I watched Prometheus last night with the double bass turned on and I did like the extra punch it gave as my room is almost 4000 cubic feet and my PB13U has to work overtime to fill it. Im just not sure if I was working it too hard.


----------



## Jungle Jack

tonyvdb said:


> I watched Prometheus last night with the double bass turned on and I did like the extra punch it gave as my room is almost 4000 cubic feet and my PB13U has to work overtime to fill it. Im just not sure if I was working it too hard.


Well I suppose if you spent $28,000 you might be coming close to Reference Levels. I have actually sold my entire HT off for the Monitor Audio MASS HTIB and it trounces my current rig.


----------



## JBrax

tonyvdb said:


> I watched Prometheus last night with the double bass turned on and I did like the extra punch it gave as my room is almost 4000 cubic feet and my PB13U has to work overtime to fill it. Im just not sure if I was working it too hard.


I'm not sure there is such a thing as that beast of yours being worked too hard? Do you see your limiter light up very often?

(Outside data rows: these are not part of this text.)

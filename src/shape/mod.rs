//! Shapes supported by rectsat2d.

pub use self::axis_kind::AxisKind;
pub use self::rectangle::Rectangle;

mod axis_kind;
mod rectangle;
/*!
rectsat2d
========

**rectsat2d** is a small 2-dimensional geometric library written with
the rust programming language. It answers a single question, fast: do two
arbitrarily rotated rectangles overlap?

The test is a specialization of the Separating Axis Theorem. A rectangle only
has two distinct edge directions, so at most four candidate axes exist for a
pair of rectangles, and only two when the rectangles are parallel. Every
per-rectangle quantity (vertices, edge slopes, self-projections) is computed
once at construction time.

```
use rectsat2d::shape::Rectangle;

let a = Rectangle::from_scalars(0.0, 0.0, 2.0, 2.0, 0.0);
let b = Rectangle::from_scalars(5.0, 5.0, 2.0, 2.0, 0.0);
assert!(a.separated(&b));
assert!(!a.intersects(&b));
```
*/

#![deny(non_camel_case_types)]
#![deny(unused_parens)]
#![deny(non_upper_case_globals)]
#![deny(unused_results)]
#![warn(missing_docs)]
#![warn(unused_imports)]
#![allow(missing_copy_implementations)]
#![allow(clippy::manual_range_contains)] // This usually makes it way more verbose that it could be.

#[cfg(feature = "serde")]
#[macro_use]
extern crate serde;
#[cfg(test)]
#[macro_use]
extern crate approx;

pub extern crate nalgebra as na;

pub mod query;
pub mod shape;
pub mod utils;

mod real {
    /// The scalar type used throughout this crate.
    pub use f64 as Real;
}

/// Aliases for mathematical types.
pub mod math {
    pub use super::real::*;
    pub use na::{Isometry2, Point2, Vector2};

    /// The point type.
    pub use Point2 as Point;

    /// The vector type.
    pub use Vector2 as Vector;

    /// The transformation matrix type.
    pub use Isometry2 as Isometry;
}
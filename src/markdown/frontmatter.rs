//! Frontmatter extraction for markdown primitives.
//!
//! Follows the teacher crate's two-step approach: a custom `gray_matter`
//! engine extracts the raw frontmatter text and strips it from the body
//! without attempting to parse it, then `serde_yaml` parses that raw text
//! under our own error handling. Malformed YAML never aborts discovery: it
//! degrades to an empty metadata map plus a warning, per the
//! `FrontmatterMalformed` error taxonomy entry.

use gray_matter::{Matter, Pod, engine::Engine};
use std::collections::HashMap;

/// `gray_matter` engine that returns the raw frontmatter text unparsed, so
/// extraction never fails even when the YAML inside is malformed.
struct RawFrontmatter;

impl Engine for RawFrontmatter {
    fn parse(content: &str) -> Result<Pod, gray_matter::Error> {
        Ok(Pod::String(content.to_string()))
    }
}

/// The result of splitting a markdown file into frontmatter and body.
#[derive(Debug, Clone)]
pub struct ParsedFrontmatter {
    /// Frontmatter fields, or empty if absent or malformed.
    pub metadata: HashMap<String, serde_yaml::Value>,
    /// The markdown body with frontmatter removed.
    pub body: String,
    /// Set when frontmatter was present but failed to parse as YAML.
    pub warning: Option<String>,
}

impl ParsedFrontmatter {
    pub fn get_str(&self, key: &str) -> Option<&str> {
        self.metadata.get(key).and_then(|v| v.as_str())
    }
}

/// Parse `content` as `---\n<yaml>\n---\n<body>`.
pub fn parse(content: &str) -> ParsedFrontmatter {
    let raw_matter: Matter<RawFrontmatter> = Matter::new();

    // RawFrontmatter never fails, so `.content` (the body) is always
    // available regardless of whether the frontmatter YAML itself parses.
    let (body, raw_frontmatter) = match raw_matter.parse::<String>(content) {
        Ok(parsed) => (parsed.content, parsed.data.filter(|s| !s.trim().is_empty())),
        Err(_) => (content.to_string(), None),
    };

    let Some(raw) = raw_frontmatter else {
        return ParsedFrontmatter {
            metadata: HashMap::new(),
            body,
            warning: None,
        };
    };

    match serde_yaml::from_str::<HashMap<String, serde_yaml::Value>>(&raw) {
        Ok(metadata) => ParsedFrontmatter {
            metadata,
            body,
            warning: None,
        },
        Err(e) => ParsedFrontmatter {
            metadata: HashMap::new(),
            body,
            warning: Some(format!("frontmatter is not well-formed YAML: {e}")),
        },
    }
}

#[cfg(test)]
mod tests {
    use super::*;

    #[test]
    fn parses_frontmatter_and_body() {
        let content = "---\ndescription: reviews code\napplyTo: \"**/*.rs\"\n---\n# Body\ntext\n";
        let parsed = parse(content);
        assert_eq!(parsed.get_str("description").unwrap(), "reviews code");
        assert_eq!(parsed.get_str("applyTo").unwrap(), "**/*.rs");
        assert!(parsed.body.trim().starts_with("# Body"));
        assert!(parsed.warning.is_none());
    }

    #[test]
    fn missing_frontmatter_yields_empty_metadata() {
        let content = "# Just a heading\nno frontmatter here\n";
        let parsed = parse(content);
        assert!(parsed.metadata.is_empty());
        assert!(parsed.warning.is_none());
        assert!(parsed.body.contains("Just a heading"));
    }

    #[test]
    fn malformed_yaml_degrades_to_warning() {
        let content = "---\ndescription: [unterminated\n---\nbody\n";
        let parsed = parse(content);
        assert!(parsed.metadata.is_empty());
        assert!(parsed.warning.is_some());
    }
}
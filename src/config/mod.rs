//! Global configuration (`~/.apm/config.yml`).
//!
//! Mirrors the teacher's global config file (there, `~/.agpm/config.toml`;
//! here, YAML). Per the design note, this file is read-only from the core's
//! perspective — writing it is `apm config`'s job, external to this crate's
//! scope. This crate clones directly into each dependency's `apm_modules/`
//! destination rather than through an intermediate object cache, so unlike
//! the teacher there is no cache-directory concept to configure here.

mod global;

pub use global::GlobalConfig;
//! `apm init`: scaffold a new `apm.yml` in the project root.
//!
//! Mirrors the teacher's `InitCommand`: refuse to overwrite an existing
//! manifest unless `--force`, create the target directory if missing. The
//! teacher also seeds `.gitignore` at init time; here that's left to
//! `apm compile`, which calls [`crate::sync::sync`] and keeps the managed
//! section current on every run rather than only at project creation.

use crate::manifest::{Manifest, MANIFEST_FILE_NAME};
use anyhow::{anyhow, Result};
use clap::Args;
use colored::Colorize;
use std::path::{Path, PathBuf};

#[derive(Args, Debug)]
pub struct InitArgs {
    /// Directory to create the manifest in (defaults to the project root).
    #[arg(long)]
    path: Option<PathBuf>,

    /// Overwrite an existing manifest.
    #[arg(short, long)]
    force: bool,
}

pub fn execute(args: InitArgs, project_root: &Path) -> Result<()> {
    let target_dir = args.path.unwrap_or_else(|| project_root.to_path_buf());
    let manifest_path = target_dir.join(MANIFEST_FILE_NAME);

    if manifest_path.exists() && !args.force {
        return Err(anyhow!(
            "manifest already exists at {}; use --force to overwrite",
            manifest_path.display()
        ));
    }

    if !target_dir.exists() {
        std::fs::create_dir_all(&target_dir)?;
    }

    let name = target_dir
        .file_name()
        .map(|n| n.to_string_lossy().to_string())
        .unwrap_or_else(|| "project".to_string());
    let manifest = Manifest::scaffold(&name);
    std::fs::write(&manifest_path, manifest.to_yaml()?)?;

    println!("{} wrote {}", "✓".green(), manifest_path.display());
    println!("\nNext: add a dependency to {} under dependencies.apm, then run `apm install`.", MANIFEST_FILE_NAME);

    Ok(())
}
//! Primitive discovery, conflict resolution, and target detection (C4).
//!
//! Discovery walks the project tree and each installed dependency's `.apm/`
//! subtree for markdown primitives, following the glob layout documented in
//! the teacher's `pattern.rs` (`glob::Pattern` over a `walkdir` traversal,
//! relative-path matching, symlinks never followed). Frontmatter parsing
//! delegates to [`crate::markdown::frontmatter`].
//!
//! The data model's four variants are Instruction, Chatmode/Agent (the two
//! extensions are declared equivalent), Context, and Skill. `.memory.md`
//! files are a distinct discovery glob but share the Context variant's
//! namespace and role (cross-reference targets, never emitted standalone).

pub mod compile;
pub mod placement;

pub use compile::{clean_stale_outputs, compile as compile_primitives, CompileReport};
pub use placement::PlacementPlan;

use crate::core::ApmError;
use crate::manifest::{Manifest, Target};
use crate::markdown::frontmatter;
use crate::utils::fs::is_skipped_dir;
use std::collections::HashMap;
use std::path::{Path, PathBuf};
use walkdir::WalkDir;

/// The kind of primitive a discovered file represents, per the data model's
/// four-variant `Primitive` record.
#[derive(Debug, Clone, Copy, PartialEq, Eq, Hash)]
pub enum PrimitiveVariant {
    Instruction,
    ChatmodeAgent,
    Context,
    Skill,
}

/// A single discovered primitive: frontmatter plus body, tagged with where
/// it came from for conflict resolution.
#[derive(Debug, Clone)]
pub struct Primitive {
    pub variant: PrimitiveVariant,
    pub name: String,
    pub file_path: PathBuf,
    pub body: String,
    pub metadata: HashMap<String, serde_yaml::Value>,
    /// `"local"` for project-root files, otherwise the dependency's
    /// canonical install path.
    pub source_tag: String,
}

impl Primitive {
    pub fn apply_to(&self) -> Option<&str> {
        self.metadata.get("applyTo").and_then(|v| v.as_str())
    }

    fn is_local(&self) -> bool {
        self.source_tag == "local"
    }
}

/// A conflict recorded when a later insert lost to an earlier one sharing
/// `(variant, name)`.
#[derive(Debug, Clone)]
pub struct PrimitiveConflict {
    pub name: String,
    pub variant: PrimitiveVariant,
    pub winning_source: String,
    pub losing_sources: Vec<String>,
    pub file_path: PathBuf,
}

/// The set of primitives surviving conflict resolution, plus a log of what
/// was rejected.
#[derive(Debug, Default)]
pub struct PrimitiveCollection {
    primitives: HashMap<(PrimitiveVariant, String), Primitive>,
    pub conflicts: Vec<PrimitiveConflict>,
}

impl PrimitiveCollection {
    pub fn new() -> Self {
        Self::default()
    }

    /// Insert `incoming`, applying the local-always-wins / first-inserted
    /// rule for dependency sources.
    pub fn insert(&mut self, incoming: Primitive) {
        let key = (incoming.variant, incoming.name.clone());

        match self.primitives.get(&key) {
            None => {
                self.primitives.insert(key, incoming);
            }
            Some(existing) if existing.is_local() => {
                self.conflicts.push(PrimitiveConflict {
                    name: incoming.name.clone(),
                    variant: incoming.variant,
                    winning_source: existing.source_tag.clone(),
                    losing_sources: vec![incoming.source_tag.clone()],
                    file_path: incoming.file_path.clone(),
                });
            }
            Some(existing) if incoming.is_local() => {
                let losing = vec![existing.source_tag.clone()];
                let winning = incoming.source_tag.clone();
                let file_path = existing.file_path.clone();
                self.primitives.insert(key.clone(), incoming);
                self.conflicts.push(PrimitiveConflict {
                    name: key.1,
                    variant: key.0,
                    winning_source: winning,
                    losing_sources: losing,
                    file_path,
                });
            }
            Some(existing) => {
                // Both are dependency sources: first-inserted (BFS order) wins.
                self.conflicts.push(PrimitiveConflict {
                    name: incoming.name.clone(),
                    variant: incoming.variant,
                    winning_source: existing.source_tag.clone(),
                    losing_sources: vec![incoming.source_tag.clone()],
                    file_path: incoming.file_path.clone(),
                });
            }
        }
    }

    pub fn iter(&self) -> impl Iterator<Item = &Primitive> {
        self.primitives.values()
    }

    pub fn len(&self) -> usize {
        self.primitives.len()
    }

    pub fn is_empty(&self) -> bool {
        self.primitives.is_empty()
    }

    pub fn of_variant(&self, variant: PrimitiveVariant) -> impl Iterator<Item = &Primitive> {
        self.primitives.values().filter(move |p| p.variant == variant)
    }
}

/// `(variant, typed suffix, glob pattern)` triples for the discovery walk.
/// The suffix is carried alongside the variant because `ChatmodeAgent` and
/// `Context` each cover two distinct extensions.
fn discovery_patterns(root_marker: &str) -> Vec<(PrimitiveVariant, &'static str, String)> {
    use PrimitiveVariant::{ChatmodeAgent, Context, Instruction};
    vec![
        (ChatmodeAgent, ".agent.md", format!("**/{root_marker}agents/*.agent.md")),
        (ChatmodeAgent, ".agent.md", "**/.github/agents/*.agent.md".to_string()),
        (ChatmodeAgent, ".agent.md", "**/*.agent.md".to_string()),
        (ChatmodeAgent, ".chatmode.md", format!("**/{root_marker}chatmodes/*.chatmode.md")),
        (ChatmodeAgent, ".chatmode.md", "**/.github/chatmodes/*.chatmode.md".to_string()),
        (ChatmodeAgent, ".chatmode.md", "**/*.chatmode.md".to_string()),
        (Instruction, ".instructions.md", format!("**/{root_marker}instructions/*.instructions.md")),
        (Instruction, ".instructions.md", "**/.github/instructions/*.instructions.md".to_string()),
        (Instruction, ".instructions.md", "**/*.instructions.md".to_string()),
        (Context, ".context.md", format!("**/{root_marker}context/*.context.md")),
        (Context, ".context.md", "**/.github/context/*.context.md".to_string()),
        (Context, ".context.md", "**/*.context.md".to_string()),
        (Context, ".memory.md", format!("**/{root_marker}memory/*.memory.md")),
        (Context, ".memory.md", "**/.github/memory/*.memory.md".to_string()),
        (Context, ".memory.md", "**/*.memory.md".to_string()),
    ]
}

/// Walk `root`, skipping [`is_skipped_dir`] directories, and parse every file
/// matching any of the local discovery globs plus a top-level `SKILL.md`.
pub fn discover_local(root: &Path) -> Vec<Primitive> {
    discover_with_patterns(root, &discovery_patterns(".apm/"), "local")
}

/// Walk `package_root`'s `.apm/` subtree (flat `agents/`, `chatmodes/`,
/// `instructions/`, `context/`, `memory/`) plus an optional package-root
/// `SKILL.md`, tagging every result with `source_tag`.
pub fn discover_dependency(package_root: &Path, source_tag: &str) -> Vec<Primitive> {
    use PrimitiveVariant::{ChatmodeAgent, Context, Instruction};
    let apm_dir = package_root.join(".apm");
    let dep_patterns = vec![
        (ChatmodeAgent, ".agent.md", "agents/*.agent.md".to_string()),
        (ChatmodeAgent, ".chatmode.md", "chatmodes/*.chatmode.md".to_string()),
        (Instruction, ".instructions.md", "instructions/*.instructions.md".to_string()),
        (Context, ".context.md", "context/*.context.md".to_string()),
        (Context, ".memory.md", "memory/*.memory.md".to_string()),
    ];

    let mut found = if apm_dir.is_dir() {
        discover_with_patterns(&apm_dir, &dep_patterns, source_tag)
    } else {
        Vec::new()
    };

    let skill_path = package_root.join("SKILL.md");
    if skill_path.is_file()
        && let Some(primitive) = parse_file(&skill_path, PrimitiveVariant::Skill, "SKILL.md", source_tag)
    {
        found.push(primitive);
    }

    found
}

fn discover_with_patterns(
    base: &Path,
    patterns: &[(PrimitiveVariant, &'static str, String)],
    source_tag: &str,
) -> Vec<Primitive> {
    let Ok(base) = base.canonicalize() else {
        return Vec::new();
    };

    let compiled: Vec<(PrimitiveVariant, &'static str, glob::Pattern)> = patterns
        .iter()
        .filter_map(|(variant, suffix, pat)| glob::Pattern::new(pat).ok().map(|p| (*variant, *suffix, p)))
        .collect();

    let mut found = Vec::new();
    let mut seen = std::collections::HashSet::new();

    for entry in WalkDir::new(&base)
        .follow_links(false)
        .into_iter()
        .filter_entry(|e| e.path().file_name().map(|n| !is_skipped_dir(&n.to_string_lossy())).unwrap_or(true))
        .filter_map(Result::ok)
    {
        let path = entry.path();
        if !path.is_file() {
            continue;
        }
        let Ok(relative) = path.strip_prefix(&base) else {
            continue;
        };
        let relative_str = relative.to_string_lossy();

        for (variant, suffix, pattern) in &compiled {
            if pattern.matches(&relative_str) && seen.insert(path.to_path_buf()) {
                if let Some(primitive) = parse_file(path, *variant, suffix, source_tag) {
                    found.push(primitive);
                }
                break;
            }
        }
    }

    let skill_path = base.join("SKILL.md");
    if skill_path.is_file()
        && seen.insert(skill_path.clone())
        && let Some(primitive) = parse_file(&skill_path, PrimitiveVariant::Skill, "SKILL.md", source_tag)
    {
        found.push(primitive);
    }

    found
}

fn parse_file(path: &Path, variant: PrimitiveVariant, suffix: &str, source_tag: &str) -> Option<Primitive> {
    let content = std::fs::read_to_string(path).ok()?;
    let parsed = frontmatter::parse(&content);

    if let Some(reason) = &parsed.warning {
        let err = ApmError::FrontmatterMalformed {
            path: path.display().to_string(),
            reason: reason.clone(),
        };
        tracing::warn!("{}", err);
    }

    let name = parsed.get_str("name").map(str::to_string).unwrap_or_else(|| file_stem_name(path, suffix));

    Some(Primitive {
        variant,
        name,
        file_path: path.to_path_buf(),
        body: parsed.body,
        metadata: parsed.metadata,
        source_tag: source_tag.to_string(),
    })
}

fn file_stem_name(path: &Path, suffix: &str) -> String {
    let file_name = path.file_name().map(|n| n.to_string_lossy().to_string()).unwrap_or_default();
    file_name.strip_suffix(suffix).map(str::to_string).unwrap_or(file_name)
}

/// Choose `vscode`, `claude`, `all`, or `minimal` by explicit override,
/// manifest field, then directory presence (§4.4's precedence order).
pub fn detect_target(explicit: Option<Target>, manifest: &Manifest, root: &Path) -> Target {
    if let Some(target) = explicit {
        return target;
    }
    if let Some(target) = manifest.target {
        return target;
    }

    let has_github = root.join(".github").is_dir();
    let has_claude = root.join(".claude").is_dir();

    match (has_github, has_claude) {
        (true, true) => Target::All,
        (true, false) => Target::Vscode,
        (false, true) => Target::Claude,
        (false, false) => Target::Minimal,
    }
}

/// One missing-required-field finding from [`validate`].
#[derive(Debug, Clone)]
pub struct ValidationIssue {
    pub file_path: PathBuf,
    pub variant: PrimitiveVariant,
    pub missing_field: &'static str,
}

/// Check every primitive against its variant's required frontmatter fields
/// (§3 of the data model: Instruction needs `description`/`applyTo`,
/// Chatmode/Agent needs `description`, Skill needs `name`/`description`;
/// Context has no required fields). Used by `apm compile --validate`, which
/// reports these without writing any output.
pub fn validate(collection: &PrimitiveCollection) -> Vec<ValidationIssue> {
    let mut issues = Vec::new();
    for primitive in collection.iter() {
        let required: &[&str] = match primitive.variant {
            PrimitiveVariant::Instruction => &["description", "applyTo"],
            PrimitiveVariant::ChatmodeAgent => &["description"],
            PrimitiveVariant::Context => &[],
            PrimitiveVariant::Skill => &["name", "description"],
        };
        for &field in required {
            if !primitive.metadata.contains_key(field) {
                issues.push(ValidationIssue {
                    file_path: primitive.file_path.clone(),
                    variant: primitive.variant,
                    missing_field: field,
                });
            }
        }
    }
    issues
}

/// Build the full collection for `project_root`, scanning local files first
/// (so later dependency inserts lose ties per the local-always-wins rule)
/// then each dependency in `dependency_roots` order (BFS/declaration order).
/// Each entry's canonical repo identifier is tagged `dependency:<repo_identifier>`.
pub fn build_collection(project_root: &Path, dependency_roots: &[(String, PathBuf)]) -> PrimitiveCollection {
    let mut collection = PrimitiveCollection::new();

    for primitive in discover_local(project_root) {
        collection.insert(primitive);
    }

    for (repo_identifier, package_root) in dependency_roots {
        let source_tag = format!("dependency:{repo_identifier}");
        for primitive in discover_dependency(package_root, &source_tag) {
            collection.insert(primitive);
        }
    }

    collection
}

My living room setup if fairly large and opens to the kitchen and I've only seen mine come on a handful of times. I listen to my movies pretty loud and I also have two models down from yours.


----------



## JBrax

Jungle Jack said:


> Well I suppose if you spent $28,000 you might be coming close to Reference Levels. I have actually sold my entire HT off for the Monitor Audio MASS HTIB and it trounces my current rig.


Play nice Jack


----------



## tonyvdb

:heehee: Yup, My guests were very impressed at how clean and dynamic it was. One friend who has never been over to see a move till last night said "its no wonder you never go to the theater any more, I wouldn't either if I had this setup"


----------



## JBrax

Hearing things like that always makes me smile. It's usually followed by "how much would it cost for me to do this at my house?"


----------



## tonyvdb

JBrax said:


> I'm not sure there is such a thing as that beast of yours being worked too hard? Do you see your limiter light up very often?


I cant recall if it even has a limiter LED, Im going to have to look. I like my Bass to move my hair :hsd: :bigsmile: I know I run it hot but Ive only once ever heard it bottom out and that was in the Hulk where the sound waves are being thrown around during the one fight scene.


----------



## JBrax

WOTW's emergence scene makes mine light up repeatedly. That Hulk scene is pretty taxing also.


----------



## tonyvdb

JBrax said:


> Hearing things like that always makes me smile. It's usually followed by "how much would it cost for me to do this at my house?"


I had one friend who just moved back to the city from living 5hrs away in Grand Prairie who said a few weeks ago " if you think your not getting a call from me when I am ready to build my theater your crazy" LOL I hate feeling like I am putting on a show for people when I entertain as I know my system is not any where near as good as what others have. I am just pleased that I have what I have. Sonnie or Jack for example have amazing systems. And some of the room designs Ive seen from members is jaw dropping.


----------



## JBrax

Mine isn't all that either but most people are used to tv speakers or HTIB. Most any decent setup will impress first timers.


----------



## tonyvdb

You have a very sweet system also Jeff.


----------



## JBrax

tonyvdb said:


> You have a very sweet system also Jeff.


Thanks Tony but like you said there are many here that have really, really, nice setups.


----------



## kingnoob

IS Double bass worth using?? with large sealed bookshelveS?
Model ; RtR EXP 9V Speakers , w/ goldwood woofers.


----------



## tonyvdb

Not unless they can go down to at least 30Hz as you have to have them running at full range in order to use the double bass setting.


----------



## kingnoob

tonyvdb said:


> Not unless they can go down to at least 30Hz as you have to have them running at full range in order to use the double bass setting.


http://www.parts-express.com/goldwood-gw-8pc-8-8-delmar-series-heavy-duty-woofer-8-ohm--290-314This driver in its 1.438 cu foot box should go down to about 30-35hz. ? right


----------



## tonyvdb

You would be pushing it to get that low.


----------



## kingnoob

tonyvdb said:


> You would be pushing it to get that low.


Is it possible or, safe to flip my floo r-standers upside down? Tweeters would be near ceiling if I placed them were my front speakers are at now.
My Klipsch go down to around 30-38hz. I still dono if I would run double bass or not though.

Or are really high tweeters ok in a small room?


----------



## tonyvdb

Tweeters should always be aimed at the listening position at ear level. As long as that is achieved thats what is important. Some speakers do not work well on their sides but upside down as long as the tweeters are not near the floor or ceiling will be fine.


----------



## willis7469

Double bass ime just makes mud.


----------



## kingnoob

willis7469 said:


> Double bass ime just makes mud.


Yeah Ill leave it off, since it makes everything sound worse.:T

thanks!


----------